The hope is that, because algae take in carbon as they live and grow, they can be solutions to the problem of human-made carbon pollution. Although there are challenges to address with using algae for biofuels, researchers have made significant progress.
Algae are lifeforms that, like plants, perform photosynthesis — the use of sunlight to convert carbon dioxide, water, and minerals into oxygen and energy-dense compounds such as sugars.
Unlike plants, algae lack what we think of as roots, stems, leaves, and internal systems for circulating nutrients. Some algae are tiny cells that grow in clusters; others are larger forms, like seaweed, that are called macroalgae.
Because algae are naturally abundant and can grow in salt water and even deserts, they don’t require uses of land that could be used for food or forests. This is an advantage of algae over other plant-based sources of biofuel material.
The exploration of algae for biofuel isn’t new. According to How Stuff Works, a 1970s government research program prompted by a U.S. oil crisis explored whether certain algae could be made into fuels.
In recent decades, oil companies, perhaps feeling pressure to green up their acts, funded research. This funding has more or less dried up, as accentuated by ExxonMobil’s withdrawal this year from a 10-year project, reportedly because of high costs and the limitations of algae at producing enough oily lipids to be competitive with petroleum.
That said, funding from other industry and government sources may be turning on the pump again for investment in algae research, Mongabay reports.
Most recently, scientists have been focused on selecting algae strains and using bioengineering to increase algae’s lipid content, which makes them more useful for biofuels, according to Innovation Origins (IO). The outlet also reports on other improvements, such as enhanced methods for cultivating, harvesting, and separating algae from other materials.

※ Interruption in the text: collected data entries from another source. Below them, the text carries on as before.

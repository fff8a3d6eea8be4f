//! Server timezone that submission times are rendered in.

use std::fmt;
use std::str::FromStr;

use chrono::{DateTime, Offset, TimeZone};
use chrono_tz::Tz;
use serde::{Deserialize, Serialize};
use time::{OffsetDateTime, UtcOffset};

use super::error::CoreError;

/// A fixed UTC offset, or an IANA zone whose offset follows its
/// daylight-saving rules.
///
/// Accepts `UTC`, `Z`, `+HH`, `+HHMM`, `+HH:MM` (or `-`) and zone names such
/// as `Europe/Berlin`.
#[derive(Clone, Copy, PartialEq, Eq, Serialize, Deserialize)]
#[serde(try_from = "String", into = "String")]
pub enum Timezone {
    Fixed(UtcOffset),
    Named(Tz),
}

impl Timezone {
    pub const UTC: Timezone = Timezone::Fixed(UtcOffset::UTC);

    pub fn parse(raw: &str) -> Result<Self, String> {
        let s = raw.trim();
        if s.eq_ignore_ascii_case("utc") || s.eq_ignore_ascii_case("gmt") || s == "Z" {
            return Ok(Self::UTC);
        }
        let invalid = || {
            format!("invalid timezone `{raw}`: expected UTC, [+-]HH:MM or a zone name")
        };
        match s.as_bytes().first() {
            Some(b'+' | b'-') => parse_fixed(s).map(Self::Fixed).ok_or_else(invalid),
            _ => Tz::from_str(s).map(Self::Named).map_err(|_| invalid()),
        }
    }

    /// Offset in effect at `at`.
    pub fn offset_at(self, at: OffsetDateTime) -> Result<UtcOffset, CoreError> {
        match self {
            Timezone::Fixed(offset) => Ok(offset),
            Timezone::Named(tz) => {
                let utc = DateTime::from_timestamp(at.unix_timestamp(), 0)
                    .ok_or_else(|| out_of_range(at))?;
                let seconds = tz
                    .offset_from_utc_datetime(&utc.naive_utc())
                    .fix()
                    .local_minus_utc();
                UtcOffset::from_whole_seconds(seconds)
                    .map_err(|e| CoreError::DateFormat(e.to_string()))
            }
        }
    }

    /// `at` as wall-clock time in this zone.
    pub fn localize(self, at: OffsetDateTime) -> Result<OffsetDateTime, CoreError> {
        let offset = self.offset_at(at)?;
        at.checked_to_offset(offset).ok_or_else(|| out_of_range(at))
    }
}

fn parse_fixed(s: &str) -> Option<UtcOffset> {
    let (sign, rest) = match s.as_bytes().first()? {
        b'+' => (1i8, &s[1..]),
        b'-' => (-1i8, &s[1..]),
        _ => return None,
    };
    let digits: String = rest.chars().filter(|c| *c != ':').collect();
    if !digits.bytes().all(|b| b.is_ascii_digit()) || !matches!(digits.len(), 2 | 4) {
        return None;
    }
    let hours: i8 = digits[..2].parse().ok()?;
    let minutes: i8 = if digits.len() == 4 {
        digits[2..].parse().ok()?
    } else {
        0
    };
    if minutes >= 60 {
        return None;
    }
    UtcOffset::from_hms(sign * hours, sign * minutes, 0).ok()
}

fn out_of_range(at: OffsetDateTime) -> CoreError {
    CoreError::DateFormat(format!(
        "timestamp {} is out of range in the configured timezone",
        at.unix_timestamp()
    ))
}

impl Default for Timezone {
    fn default() -> Self {
        Self::UTC
    }
}

impl From<UtcOffset> for Timezone {
    fn from(offset: UtcOffset) -> Self {
        Timezone::Fixed(offset)
    }
}

impl From<Tz> for Timezone {
    fn from(tz: Tz) -> Self {
        Timezone::Named(tz)
    }
}

impl TryFrom<String> for Timezone {
    type Error = String;

    fn try_from(raw: String) -> Result<Self, Self::Error> {
        Self::parse(&raw)
    }
}

impl From<Timezone> for String {
    fn from(tz: Timezone) -> Self {
        tz.to_string()
    }
}

impl fmt::Display for Timezone {
    fn fmt(&self, f: &mut fmt::Formatter<'_>) -> fmt::Result {
        match self {
            Timezone::Fixed(offset) => {
                let (h, m, _) = offset.as_hms();
                let sign = if offset.is_negative() { '-' } else { '+' };
                write!(f, "{sign}{:02}:{:02}", h.unsigned_abs(), m.unsigned_abs())
            }
            Timezone::Named(tz) => f.write_str(tz.name()),
        }
    }
}

impl fmt::Debug for Timezone {
    fn fmt(&self, f: &mut fmt::Formatter<'_>) -> fmt::Result {
        write!(f, "Timezone({self})")
    }
}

One project by the company Brilliant Planet is — according to IO — growing algae in the Sahara Desert and “mimicking natural algae blooms.” Such blooms can be environmentally problematic elsewhere but in this case are controlled.
Despite the challenges, the demand for algae as a sustainable fuel source remains great. According to a 2010 research analysis, algae are responsible for 40% of carbon capture by natural systems worldwide. And algal fuels could help fill a growing need. The International Energy Agency reported that “Biofuel demand in 2022 reached a record high” but will require “an average growth of around 11% per year” to meet emissions goals — especially from nonfood sources such as algae.
Advances could be made more economically viable with creative uses of byproducts — like “high-protein biomass, antioxidants, and pigments” — as IO notes.
IO cites market research predicting algae biofuel will grow significantly by 2030. It concludes that, “The collective effort of academia, industry, and policymakers is critical to overcome the challenges and pave the way for a greener, more sustainable energy future powered by algae-based biofuels.”